- **REQUIREMENT**
Set down exactly the lines in the records below that run from the line with "nothing was recorded." to the line with "if model.len() <= v.index()", inclusive, and nothing more.

- **MATERIAL PROVIDED**
****
//! In-memory clause store.
//!
//! [`ClauseStore`] is a complete [`SatEngine`] without a search procedure:
//! it keeps the clause databases, a root-level assignment maintained by unit
//! propagation, the external-variable flags and the reconstruction log.
//! It is what the CNF layer is tested against, and it is useful on its own
//! for callers that only need to inspect or preprocess CNF.
//!
//! Clauses are normalized on insertion: duplicate literals are dropped,
//! tautologies and clauses already satisfied at the root are discarded,
//! literals false at the root are removed. An empty clause makes the store
//! inconsistent; a unit clause is assigned and propagated.
//!
//! Propagation has no watch lists: every new root assignment rescans all
//! clause databases, which is quadratic in the clause count for unit-heavy
//! input. Engines meant for large instances should implement [`SatEngine`]
//! themselves.

use crate::engine::{ClauseOrigin, SatEngine};
use crate::literal::{LBool, Lit, Var, lit_value};
use crate::reconstruction::ReconstructionLog;
use smallvec::SmallVec;

/// Storage for one clause of three or more literals.
pub type ClauseLits = SmallVec<[Lit; 4]>;

/// Counters for the clause store.
#[derive(Debug, Clone, Default, PartialEq, Eq)]
pub struct ClauseStoreStats {
    /// Calls to `add_clause` / `add_learned_clause`
    pub clauses_added: u64,
    /// Clauses dropped as tautologies
    pub tautologies: u64,
    /// Clauses dropped because they were satisfied at the root
    pub satisfied: u64,
    /// Root-level assignments made (units and propagations)
    pub assignments: u64,
}

enum Propagation {
    Unit(Lit),
    Conflict,
    Fixpoint,
}

enum Normalized {
    Satisfied,
    Tautology,
    Clause(ClauseLits),
}

/// Clause databases plus root-level assignment.
#[derive(Debug, Clone, Default)]
pub struct ClauseStore {
    external: Vec<bool>,
    eliminated: Vec<bool>,
    assignment: Vec<LBool>,
    binary: Vec<(Lit, Lit)>,
    learned_binary: Vec<(Lit, Lit)>,
    clauses: Vec<ClauseLits>,
    learned: Vec<ClauseLits>,
    inconsistent: bool,
    log: ReconstructionLog,
    stats: ClauseStoreStats,
}

impl ClauseStore {
    /// Create an empty store.
    #[must_use]
    pub fn new() -> Self {
        Self::default()
    }

    /// Statistics.
    #[must_use]
    pub fn stats(&self) -> &ClauseStoreStats {
        &self.stats
    }

    /// Check whether a variable was allocated as external.
    #[must_use]
    pub fn is_external(&self, var: Var) -> bool {
        self.external.get(var.index()).copied().unwrap_or(false)
    }

    /// Check whether a variable was removed by elimination.
    #[must_use]
    pub fn is_eliminated(&self, var: Var) -> bool {
        self.eliminated.get(var.index()).copied().unwrap_or(false)
    }

    /// Root-level assignment of all variables.
    #[must_use]
    pub fn assignment(&self) -> &[LBool] {
        &self.assignment
    }

    /// Original binary clauses, in insertion order.
    #[must_use]
    pub fn original_binary(&self) -> &[(Lit, Lit)] {
        &self.binary
    }

    /// Original clauses of three or more literals, in insertion order.
    #[must_use]
    pub fn original_clauses(&self) -> &[ClauseLits] {
        &self.clauses
    }

    /// Number of stored original clauses (binary and longer).
    #[must_use]
    pub fn num_clauses(&self) -> usize {
        self.binary.len() + self.clauses.len()
    }

    /// Add a clause learned by an external search procedure.
    pub fn add_learned_clause(&mut self, lits: &[Lit]) {
        self.insert(lits, ClauseOrigin::Learned);
    }

    /// Check whether a full assignment satisfies the root assignment and
    /// every stored original clause. Eliminated variables are ignored.
    #[must_use]
    pub fn is_model(&self, values: &[bool]) -> bool {
        let holds = |lit: Lit| {
            values
                .get(lit.var().index())
                .is_some_and(|&v| v == lit.is_pos())
        };
        if self.inconsistent {
            return false;
        }
        let root_ok = self.assignment.iter().enumerate().all(|(i, v)| match v.to_bool() {
            Some(b) => values.get(i) == Some(&b),
            None => true,
        });
        root_ok
            && self.binary.iter().all(|&(a, b)| holds(a) || holds(b))
            && self.clauses.iter().all(|c| c.iter().any(|&l| holds(l)))
    }

    fn normalize(&self, lits: &[Lit]) -> Normalized {
        let mut out = ClauseLits::new();
        for &lit in lits {
            match lit_value(&self.assignment, lit) {
                LBool::True => return Normalized::Satisfied,
                LBool::False => continue,
                LBool::Undef => {}
            }
            if out.contains(&!lit) {
                return Normalized::Tautology;
            }
            if !out.contains(&lit) {
                out.push(lit);
            }
        }
        Normalized::Clause(out)
    }

    fn insert(&mut self, lits: &[Lit], origin: ClauseOrigin) {
        self.stats.clauses_added += 1;
        if self.inconsistent {
            return;
        }
        let clause = match self.normalize(lits) {
            Normalized::Satisfied => {
                self.stats.satisfied += 1;
                return;
            }
            Normalized::Tautology => {
                self.stats.tautologies += 1;
                return;
            }
            Normalized::Clause(clause) => clause,
        };
        match clause.len() {
            0 => {
                tracing::debug!("empty clause, store is inconsistent");
                self.inconsistent = true;
            }
            1 => {
                self.assign(clause[0]);
                self.propagate();
            }
            2 => match origin {
                ClauseOrigin::Original => self.binary.push((clause[0], clause[1])),
                ClauseOrigin::Learned => self.learned_binary.push((clause[0], clause[1])),
            },
            _ => match origin {
                ClauseOrigin::Original => self.clauses.push(clause),
                ClauseOrigin::Learned => self.learned.push(clause),
            },
        }
    }

    fn assign(&mut self, lit: Lit) {
        let idx = lit.var().index();
        if self.assignment.len() <= idx {
            self.assignment.resize(idx + 1, LBool::Undef);
        }
        self.assignment[idx] = LBool::from_bool(lit.is_pos());
        self.stats.assignments += 1;
    }

    /// Unit propagation to fixpoint over every database.
    fn propagate(&mut self) {
        loop {
            match self.find_unit() {
                Propagation::Unit(lit) => self.assign(lit),
                Propagation::Conflict => {
                    tracing::debug!("conflict during root propagation");
                    self.inconsistent = true;
                    return;
                }
                Propagation::Fixpoint => return,
            }
        }
    }

    fn find_unit(&self) -> Propagation {
        let binary = self
            .binary
            .iter()
            .chain(&self.learned_binary)
            .map(|&(a, b)| self.clause_status(&[a, b]));
        let long = self
            .clauses
            .iter()
            .chain(&self.learned)
            .map(|c| self.clause_status(c));
        for status in binary.chain(long) {
            match status {
                Propagation::Fixpoint => {}
                found => return found,
            }
        }
        Propagation::Fixpoint
    }

    fn clause_status(&self, lits: &[Lit]) -> Propagation {
        let mut open = None;
        let mut num_open = 0;
        for &lit in lits {
            match lit_value(&self.assignment, lit) {
                LBool::True => return Propagation::Fixpoint,
                LBool::False => {}
                LBool::Undef => {
                    num_open += 1;
                    open = Some(lit);
                }
            }
        }
        match (num_open, open) {
            (0, _) => Propagation::Conflict,
            (1, Some(lit)) => Propagation::Unit(lit),
            _ => Propagation::Fixpoint,
        }
    }

    /// Remove every clause mentioning `var` and return the original ones.
    /// Learned clauses mentioning it are dropped.
    pub(crate) fn take_occurrences(&mut self, var: Var) -> Vec<ClauseLits> {
        let mut removed = Vec::new();
        self.binary.retain(|&(a, b)| {
            if a.var() == var || b.var() == var {
                removed.push([a, b].into_iter().collect());
                false
            } else {
                true
            }
        });
        self.clauses.retain(|c| {
            if c.iter().any(|l| l.var() == var) {
                removed.push(c.clone());
                false
            } else {
                true
            }
        });
        self.learned_binary
            .retain(|&(a, b)| a.var() != var && b.var() != var);
        self.learned.retain(|c| c.iter().all(|l| l.var() != var));
        removed
    }

    /// Original clauses mentioning `var`, without removing them.
    pub(crate) fn occurrences(&self, var: Var) -> Vec<ClauseLits> {
        self.binary
            .iter()
            .filter(|(a, b)| a.var() == var || b.var() == var)
            .map(|&(a, b)| [a, b].into_iter().collect())
            .chain(
                self.clauses
                    .iter()
                    .filter(|c| c.iter().any(|l| l.var() == var))
                    .cloned(),
            )
            .collect()
    }

    pub(crate) fn mark_eliminated(&mut self, var: Var, removed: Vec<ClauseLits>) {
        if self.eliminated.len() <= var.index() {
            self.eliminated.resize(var.index() + 1, false);
        }
        self.eliminated[var.index()] = true;
        self.log.push(var, removed);
    }
}

impl SatEngine for ClauseStore {
    fn new_var(&mut self, external: bool) -> Var {
        let var = Var(self.external.len() as u32);
        self.external.push(external);
        self.eliminated.push(false);
        self.assignment.push(LBool::Undef);
        var
    }

    fn add_clause(&mut self, lits: &[Lit]) {
        self.insert(lits, ClauseOrigin::Original);
    }

    fn num_vars(&self) -> usize {
        self.external.len()
    }

    fn value(&self, var: Var) -> LBool {
        self.assignment
            .get(var.index())
            .copied()
            .unwrap_or(LBool::Undef)
    }

    fn is_inconsistent(&self) -> bool {
        self.inconsistent
    }

    fn binary_clauses(&self, learned: bool) -> Vec<(Lit, Lit)> {
        let mut out = self.binary.clone();
        if learned {
            out.extend_from_slice(&self.learned_binary);
        }
        out
    }

    fn clauses(&self, origin: ClauseOrigin) -> Box<dyn Iterator<Item = &[Lit]> + '_> {
        let db = match origin {
            ClauseOrigin::Original => &self.clauses,
            ClauseOrigin::Learned => &self.learned,
        };
        Box::new(db.iter().map(|c| c.as_slice()))
    }

    fn reconstruction_log(&self) -> &ReconstructionLog {
        &self.log
    }

    fn memory_usage(&self) -> u64 {
        let lit = std::mem::size_of::<Lit>();
        let clause = std::mem::size_of::<ClauseLits>();
        let per_var = std::mem::size_of::<LBool>() + 2 * std::mem::size_of::<bool>();
        let logged: usize = self
            .log
            .entries()
            .iter()
            .map(|e| e.clauses.len() * clause)
            .sum();
        let bytes = self.external.len() * per_var
            + (self.binary.len() + self.learned_binary.len()) * 2 * lit
            + (self.clauses.len() + self.learned.len()) * clause
            + logged;
        bytes as u64
    }
}
//! Model reconstruction log.
//!
//! Preprocessing that removes a variable together with the clauses it
//! occurs in records the removed clauses here. After search, replaying the
//! log newest-first assigns every eliminated variable a value that satisfies
//! all of its removed clauses, which lifts a model of the reduced formula to
//! a model of the original one.

use crate::literal::{LBool, Lit, Var, lit_value};
use rustc_hash::FxHashSet;
use smallvec::SmallVec;
use std::fmt;

/// One elimination step: a variable and the clauses removed with it.
#[derive(Debug, Clone, PartialEq, Eq)]
pub struct ElimEntry {
    /// The eliminated variable
    pub var: Var,
    /// Clauses that mentioned `var` when it was eliminated
    pub clauses: Vec<SmallVec<[Lit; 4]>>,
}

/// Ordered log of elimination steps.
#[derive(Debug, Clone, Default, PartialEq, Eq)]
pub struct ReconstructionLog {
    entries: Vec<ElimEntry>,
}

impl ReconstructionLog {
    /// Create an empty log.
    #[must_use]
    pub fn new() -> Self {
        Self::default()
    }

    /// Record an elimination step.
    pub fn push(&mut self, var: Var, clauses: Vec<SmallVec<[Lit; 4]>>) {
        self.entries.push(ElimEntry { var, clauses });
    }

    /// Recorded steps, oldest first.
    #[must_use]
    pub fn entries(&self) -> &[ElimEntry] {
        &self.entries
    }

    /// Number of recorded steps.
    #[must_use]
    pub fn len(&self) -> usize {
        self.entries.len()
    }

    /// Check if nothing was recorded.
    #[must_use]
    pub fn is_empty(&self) -> bool {
        self.entries.is_empty()
    }

    /// All variables mentioned by the log.
    #[must_use]
    pub fn collect_vars(&self) -> FxHashSet<Var> {
        let mut vars = FxHashSet::default();
        for entry in &self.entries {
            vars.insert(entry.var);
            for clause in &entry.clauses {
                vars.extend(clause.iter().map(|l| l.var()));
            }
        }
        vars
    }

    /// Replay the log over `model`, newest step first.
    ///
    /// Each eliminated variable starts out false unless already assigned and
    /// is flipped whenever one of its clauses is not satisfied by the other
    /// literals. `model` grows as needed to cover every logged variable.
    pub fn apply(&self, model: &mut Vec<LBool>) {
        for entry in self.entries.iter().rev() {
            let v = entry.var;
            if model.len() <= v.index() {
                model.resize(v.index() + 1, LBool::Undef);
            }
            if model[v.index()].is_undef() {
                model[v.index()] = LBool::False;
            }
            for clause in &entry.clauses {
                let mut satisfied = false;
                let mut pivot = None;
                for &lit in clause {
                    if lit.var() == v {
                        pivot = Some(lit);
                        continue;
                    }
                    if lit_value(model, lit).is_true() {
                        satisfied = true;
                        break;
                    }
                }
                if satisfied {
                    continue;
                }
                if let Some(lit) = pivot {
                    model[v.index()] = LBool::from_bool(lit.is_pos());
                }
            }
        }
    }
}

impl fmt::Display for ReconstructionLog {
    fn fmt(&self, f: &mut fmt::Formatter<'_>) -> fmt::Result {
        write!(f, "(sat-model-converter")?;
        for entry in &self.entries {
            write!(f, "\n  (elim {}", entry.var)?;
            for clause in &entry.clauses {
                write!(f, " (")?;
                for (i, lit) in clause.iter().enumerate() {
                    if i > 0 {
                        write!(f, " ")?;
                    }
                    write!(f, "{}", lit)?;
                }
                write!(f, ")")?;
            }
            write!(f, ")")?;
        }
        write!(f, ")")
    }
}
****
- **ANSWER TO THIS EXERCISE**
    /// Check if nothing was recorded.
    #[must_use]
    pub fn is_empty(&self) -> bool {
        self.entries.is_empty()
    }

    /// All variables mentioned by the log.
    #[must_use]
    pub fn collect_vars(&self) -> FxHashSet<Var> {
        let mut vars = FxHashSet::default();
        for entry in &self.entries {
            vars.insert(entry.var);
            for clause in &entry.clauses {
                vars.extend(clause.iter().map(|l| l.var()));
            }
        }
        vars
    }

    /// Replay the log over `model`, newest step first.
    ///
    /// Each eliminated variable starts out false unless already assigned and
    /// is flipped whenever one of its clauses is not satisfied by the other
    /// literals. `model` grows as needed to cover every logged variable.
    pub fn apply(&self, model: &mut Vec<LBool>) {
        for entry in self.entries.iter().rev() {
            let v = entry.var;
            if model.len() <= v.index() {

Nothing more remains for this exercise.